Your instructions: Once you have read the entries, copy all of them exactly.

Stored records
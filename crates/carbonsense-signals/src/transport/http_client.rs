//! Blocking HTTP client with per-request timeout and gzip decompression.

use serde_json::Value;

use carbonsense_core::errors::ProviderError;
use carbonsense_core::traits::{HttpAuth, HttpRequest, IJsonTransport};

/// Convert a reqwest error into a provider error.
fn net_err(provider: &str, e: reqwest::Error) -> ProviderError {
    if e.is_timeout() {
        ProviderError::Timeout {
            provider: provider.to_string(),
        }
    } else {
        ProviderError::Network {
            provider: provider.to_string(),
            reason: e.to_string(),
        }
    }
}

/// `reqwest::blocking` transport. One connection pool is shared by all
/// providers; each request carries its own timeout.
#[derive(Debug, Clone)]
pub struct HttpClient {
    client: reqwest::blocking::Client,
}

impl HttpClient {
    pub fn new() -> Result<Self, ProviderError> {
        let client = reqwest::blocking::Client::builder()
            .gzip(true)
            .user_agent(concat!("carbonsense/", env!("CARGO_PKG_VERSION")))
            .build()
            .map_err(|e| net_err("http", e))?;
        Ok(Self { client })
    }
}

impl IJsonTransport for HttpClient {
    fn get_json(&self, request: &HttpRequest) -> Result<Value, ProviderError> {
        let provider = request.provider.as_str();

        let mut req = self
            .client
            .get(&request.url)
            .timeout(request.timeout)
            .query(&request.query);
        for (name, value) in &request.headers {
            req = req.header(name.as_str(), value.as_str());
        }
        req = match &request.auth {
            Some(HttpAuth::Basic { username, password }) => req.basic_auth(username, Some(password)),
            Some(HttpAuth::Bearer(token)) => req.bearer_auth(token),
            None => req,
        };

        let resp = req.send().map_err(|e| net_err(provider, e))?;
        let status = resp.status();
        if !status.is_success() {
            tracing::debug!(provider = %provider, status = status.as_u16(), "upstream returned error status");
            return Err(ProviderError::HttpStatus {
                provider: provider.to_string(),
                status: status.as_u16(),
            });
        }

        resp.json::<Value>().map_err(|e| {
            if e.is_timeout() {
                net_err(provider, e)
            } else {
                ProviderError::malformed(provider, "body")
            }
        })
    }
}
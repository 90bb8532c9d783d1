//! Builds the 24 hourly forecast slots from a baseline.

use chrono::{Datelike, Duration, NaiveDate, NaiveDateTime, Timelike};

use carbonsense_core::constants::FORECAST_HORIZON_HOURS;
use carbonsense_core::errors::OptimizationError;
use carbonsense_core::models::{Confidence, Domain, ForecastSlot};
use carbonsense_core::VehicleType;

use crate::baseline::Baseline;
use crate::patterns::{grid, traffic};
use crate::round_to;

/// Label carried by every slot.
pub const FORECAST_METHOD: &str = "real_baseline_plus_patterns";

/// What is being scheduled.
#[derive(Debug, Clone, Copy, PartialEq)]
pub enum Activity {
    /// Energy use of `kwh`.
    Energy { kwh: f64 },
    /// A trip of `distance_km` by `vehicle`.
    Transport { distance_km: f64, vehicle: VehicleType },
}

impl Activity {
    pub fn domain(&self) -> Domain {
        match self {
            Activity::Energy { .. } => Domain::Energy,
            Activity::Transport { .. } => Domain::Transport,
        }
    }
}

/// Saturday or Sunday.
pub fn is_weekend(date: NaiveDate) -> bool {
    date.weekday().number_from_monday() >= 6
}

/// Confidence decays with distance from the baseline reading: energy is
/// high for 6h and medium to 12h, transport high for 4h and medium to 8h.
/// Without an observed baseline nothing is high.
pub fn confidence(domain: Domain, hours_ahead: u32, observed: bool) -> Confidence {
    let (high_until, medium_until) = match domain {
        Domain::Energy => (6, 12),
        Domain::Transport => (4, 8),
    };
    if observed && hours_ahead < high_until {
        Confidence::High
    } else if hours_ahead < medium_until {
        Confidence::Medium
    } else {
        Confidence::Low
    }
}

/// Forecast slots in chronological order, starting at `now`.
pub fn build(
    now: NaiveDateTime,
    activity: Activity,
    baseline: Baseline,
) -> Result<Vec<ForecastSlot>, OptimizationError> {
    let domain = activity.domain();

    (0..FORECAST_HORIZON_HOURS)
        .map(|hours_ahead| {
            let at = now + Duration::hours(i64::from(hours_ahead));
            let hour = at.hour();
            let weekend = is_weekend(at.date());

            let (emissions, grid_intensity, traffic_factor) = match activity {
                Activity::Energy { kwh } => {
                    let intensity = grid::forecast_intensity(baseline.value, hour, weekend);
                    (kwh * intensity / 1000.0, Some(round_to(intensity, 1)), None)
                }
                Activity::Transport {
                    distance_km,
                    vehicle,
                } => {
                    let multiplier =
                        traffic::forecast_multiplier(baseline.value, hours_ahead, hour, weekend);
                    (
                        distance_km * vehicle.emission_factor() * multiplier,
                        None,
                        Some(round_to(multiplier, 2)),
                    )
                }
            };

            if !emissions.is_finite() {
                return Err(OptimizationError::NonFiniteEstimate { hour });
            }

            Ok(ForecastSlot {
                time: at.format("%I:%M %p").to_string(),
                datetime: at.format("%Y-%m-%dT%H:%M:%S").to_string(),
                hour,
                day: at.format("%a").to_string(),
                hours_ahead,
                is_weekend: weekend,
                estimated_emissions: round_to(emissions, 3),
                grid_intensity,
                traffic_factor,
                confidence: confidence(domain, hours_ahead, baseline.is_observed()),
                forecast_method: FORECAST_METHOD.to_string(),
                savings_percent: 0.0,
            })
        })
        .collect()
}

Answer for the task:
filename crates/carbonsense-signals/src/transport/http_client.rs
//! Blocking HTTP client with per-request timeout and gzip decompression.

use serde_json::Value;

use carbonsense_core::errors::ProviderError;
use carbonsense_core::traits::{HttpAuth, HttpRequest, IJsonTransport};

/// Convert a reqwest error into a provider error.
fn net_err(provider: &str, e: reqwest::Error) -> ProviderError {
    if e.is_timeout() {
        ProviderError::Timeout {
            provider: provider.to_string(),
        }
    } else {
        ProviderError::Network {
            provider: provider.to_string(),
            reason: e.to_string(),
        }
    }
}

/// `reqwest::blocking` transport. One connection pool is shared by all
/// providers; each request carries its own timeout.
#[derive(Debug, Clone)]
pub struct HttpClient {
    client: reqwest::blocking::Client,
}

impl HttpClient {
    pub fn new() -> Result<Self, ProviderError> {
        let client = reqwest::blocking::Client::builder()
            .gzip(true)
            .user_agent(concat!("carbonsense/", env!("CARGO_PKG_VERSION")))
            .build()
            .map_err(|e| net_err("http", e))?;
        Ok(Self { client })
    }
}

impl IJsonTransport for HttpClient {
    fn get_json(&self, request: &HttpRequest) -> Result<Value, ProviderError> {
        let provider = request.provider.as_str();

        let mut req = self
            .client
            .get(&request.url)
            .timeout(request.timeout)
            .query(&request.query);
        for (name, value) in &request.headers {
            req = req.header(name.as_str(), value.as_str());
        }
        req = match &request.auth {
            Some(HttpAuth::Basic { username, password }) => req.basic_auth(username, Some(password)),
            Some(HttpAuth::Bearer(token)) => req.bearer_auth(token),
            None => req,
        };

        let resp = req.send().map_err(|e| net_err(provider, e))?;
        let status = resp.status();
        if !status.is_success() {
            tracing::debug!(provider = %provider, status = status.as_u16(), "upstream returned error status");
            return Err(ProviderError::HttpStatus {
                provider: provider.to_string(),
                status: status.as_u16(),
            });
        }

        resp.json::<Value>().map_err(|e| {
            if e.is_timeout() {
                net_err(provider, e)
            } else {
                ProviderError::malformed(provider, "body")
            }
        })
    }
}
repository 90bb8532c9d783d1
//! Builds the 24 hourly forecast slots from a baseline.

use chrono::{Datelike, Duration, NaiveDate, NaiveDateTime, Timelike};

use carbonsense_core::constants::FORECAST_HORIZON_HOURS;
use carbonsense_core::errors::OptimizationError;
use carbonsense_core::models::{Confidence, Domain, ForecastSlot};
use carbonsense_core::VehicleType;

use crate::baseline::Baseline;
use crate::patterns::{grid, traffic};
use crate::round_to;

/// Label carried by every slot.
pub const FORECAST_METHOD: &str = "real_baseline_plus_patterns";

/// What is being scheduled.
#[derive(Debug, Clone, Copy, PartialEq)]
pub enum Activity {
    /// Energy use of `kwh`.
    Energy { kwh: f64 },
    /// A trip of `distance_km` by `vehicle`.
    Transport { distance_km: f64, vehicle: VehicleType },
}

impl Activity {
    pub fn domain(&self) -> Domain {
        match self {
            Activity::Energy { .. } => Domain::Energy,
            Activity::Transport { .. } => Domain::Transport,
        }
    }
}

/// Saturday or Sunday.
pub fn is_weekend(date: NaiveDate) -> bool {
    date.weekday().number_from_monday() >= 6
}

/// Confidence decays with distance from the baseline reading: energy is
/// high for 6h and medium to 12h, transport high for 4h and medium to 8h.
/// Without an observed baseline nothing is high.
pub fn confidence(domain: Domain, hours_ahead: u32, observed: bool) -> Confidence {
    let (high_until, medium_until) = match domain {
        Domain::Energy => (6, 12),
        Domain::Transport => (4, 8),
    };
    if observed && hours_ahead < high_until {
        Confidence::High
    } else if hours_ahead < medium_until {
        Confidence::Medium
    } else {
        Confidence::Low
    }
}

/// Forecast slots in chronological order, starting at `now`.
pub fn build(
    now: NaiveDateTime,
    activity: Activity,
    baseline: Baseline,
) -> Result<Vec<ForecastSlot>, OptimizationError> {
    let domain = activity.domain();

    (0..FORECAST_HORIZON_HOURS)
        .map(|hours_ahead| {
            let at = now + Duration::hours(i64::from(hours_ahead));
            let hour = at.hour();
            let weekend = is_weekend(at.date());

            let (emissions, grid_intensity, traffic_factor) = match activity {
                Activity::Energy { kwh } => {
                    let intensity = grid::forecast_intensity(baseline.value, hour, weekend);
                    (kwh * intensity / 1000.0, Some(round_to(intensity, 1)), None)
                }
                Activity::Transport {
                    distance_km,
                    vehicle,
                } => {
                    let multiplier =
                        traffic::forecast_multiplier(baseline.value, hours_ahead, hour, weekend);
                    (
                        distance_km * vehicle.emission_factor() * multiplier,
                        None,
                        Some(round_to(multiplier, 2)),
                    )
                }
            };

            if !emissions.is_finite() {
                return Err(OptimizationError::NonFiniteEstimate { hour });
            }

            Ok(ForecastSlot {
                time: at.format("%I:%M %p").to_string(),
                datetime: at.format("%Y-%m-%dT%H:%M:%S").to_string(),
                hour,
                day: at.format("%a").to_string(),
                hours_ahead,
                is_weekend: weekend,
                estimated_emissions: round_to(emissions, 3),
                grid_intensity,
                traffic_factor,
                confidence: confidence(domain, hours_ahead, baseline.is_observed()),
                forecast_method: FORECAST_METHOD.to_string(),
                savings_percent: 0.0,
            })
        })
        .collect()
}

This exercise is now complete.